§ **TASK TO COMPLETE**
Your task is to return the line containing "Replace every mutable" and each line after it through the end of the entries, exactly, with no other lines.

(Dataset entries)
╭──
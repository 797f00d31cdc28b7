//! Repository port: Trait for appointment row persistence.
//!
//! Implementations only ever see stored rows, so PII columns reach them as
//! ciphertext.

use crate::domain::{StoredAppointment, StoredDetails};

/// Row-level persistence for appointments.
///
/// Implementations are used from a single thread; every call runs to
/// completion before returning.
pub trait AppointmentRepository {
    /// Error type for storage operations.
    type Error: std::error::Error + Send + Sync + 'static;

    /// Insert a new row and return its assigned id.
    ///
    /// # Errors
    /// Returns error if the insert is rejected.
    fn insert(&self, details: &StoredDetails, submit_time: &str) -> Result<i64, Self::Error>;

    /// Replace every mutable column of row `id`.
    ///
    /// # Returns
    /// `false` if no row has that id.
    ///
    /// # Errors
    /// Returns error if the update is rejected.
    fn update(&self, id: i64, details: &StoredDetails) -> Result<bool, Self::Error>;

    /// Remove row `id`.
    ///
    /// # Returns
    /// `false` if no row has that id.
    ///
    /// # Errors
    /// Returns error if the delete is rejected.
    fn delete(&self, id: i64) -> Result<bool, Self::Error>;

    /// Load row `id`.
    ///
    /// # Errors
    /// Returns error if the query fails.
    fn find(&self, id: i64) -> Result<Option<StoredAppointment>, Self::Error>;

    /// Load every row ordered by appointment time ascending.
    ///
    /// # Errors
    /// Returns error if the query fails.
    fn load_all(&self) -> Result<Vec<StoredAppointment>, Self::Error>;

    /// Count stored rows.
    ///
    /// # Errors
    /// Returns error if the query fails.
    fn count(&self) -> Result<usize, Self::Error>;
}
╰──
§ **EXERCISE OUTPUT**
    /// Replace every mutable column of row `id`.
    ///
    /// # Returns
    /// `false` if no row has that id.
    ///
    /// # Errors
    /// Returns error if the update is rejected.
    fn update(&self, id: i64, details: &StoredDetails) -> Result<bool, Self::Error>;

    /// Remove row `id`.
    ///
    /// # Returns
    /// `false` if no row has that id.
    ///
    /// # Errors
    /// Returns error if the delete is rejected.
    fn delete(&self, id: i64) -> Result<bool, Self::Error>;

    /// Load row `id`.
    ///
    /// # Errors
    /// Returns error if the query fails.
    fn find(&self, id: i64) -> Result<Option<StoredAppointment>, Self::Error>;

    /// Load every row ordered by appointment time ascending.
    ///
    /// # Errors
    /// Returns error if the query fails.
    fn load_all(&self) -> Result<Vec<StoredAppointment>, Self::Error>;

    /// Count stored rows.
    ///
    /// # Errors
    /// Returns error if the query fails.
    fn count(&self) -> Result<usize, Self::Error>;
}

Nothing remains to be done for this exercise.